Once the line containing "let r2 = Searcher::default().search_with_params(&b, ordered);" is found, copy that line and all remaining lines of the records exactly, including the last one, and add nothing.

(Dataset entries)
——
pub mod alphabeta;
pub mod eval;
pub mod noise;
pub mod ordering;
pub mod pst;
use coach_engine::search::alphabeta::{SearchParams, Searcher};
use coach_engine::search::ordering::{order_moves, order_score};
use coach_engine::{ChessRules, Position};

#[test]
fn queen_capture_is_tried_first() {
    let b = Position::from_fen("4k3/8/8/8/5Q2/8/8/2b4K b - - 0 1").expect("valid fen");
    let mut moves = b.legal_moves();
    order_moves(&mut moves);
    assert_eq!(moves[0].uci(), "c1f4");
    assert!(moves[1..].iter().all(|m| !m.is_capture()));
}

#[test]
fn cheaper_attacker_ranks_higher() {
    // Pawn and rook can both take the knight on d5.
    let b = Position::from_fen("4k3/8/8/3n4/4P3/8/8/3RK3 w - - 0 1").unwrap();
    let pawn = b.find_uci("e4d5").unwrap();
    let rook = b.find_uci("d1d5").unwrap();
    assert!(order_score(&pawn) > order_score(&rook));
}

#[test]
fn promotions_follow_captures() {
    let b = Position::from_fen("1n5k/P7/8/8/8/8/8/K7 w - - 0 1").unwrap();
    let mut moves = b.legal_moves();
    order_moves(&mut moves);
    assert!(moves[0].is_capture() && moves[0].promotion.is_some());
    let first_quiet = moves.iter().position(|m| m.promotion.is_none()).unwrap();
    assert!(moves[..first_quiet].iter().all(|m| m.promotion.is_some()));
}

#[test]
fn ordering_does_not_change_the_result() {
    let b = Position::from_fen("4k3/8/8/8/5Q2/8/8/2b4K b - - 0 1").unwrap();
    let plain = SearchParams { depth: 3, pruning: true, order_moves: false };
    let ordered = SearchParams { order_moves: true, ..plain };
    let r1 = Searcher::default().search_with_params(&b, plain);
    let r2 = Searcher::default().search_with_params(&b, ordered);
    assert_eq!(r1.score_cp, r2.score_cp);
    assert_eq!(r2.bestmove.map(|m| m.uci()), Some("c1f4".to_string()));
}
——
(Reply to the task):
    let r2 = Searcher::default().search_with_params(&b, ordered);
    assert_eq!(r1.score_cp, r2.score_cp);
    assert_eq!(r2.bestmove.map(|m| m.uci()), Some("c1f4".to_string()));
}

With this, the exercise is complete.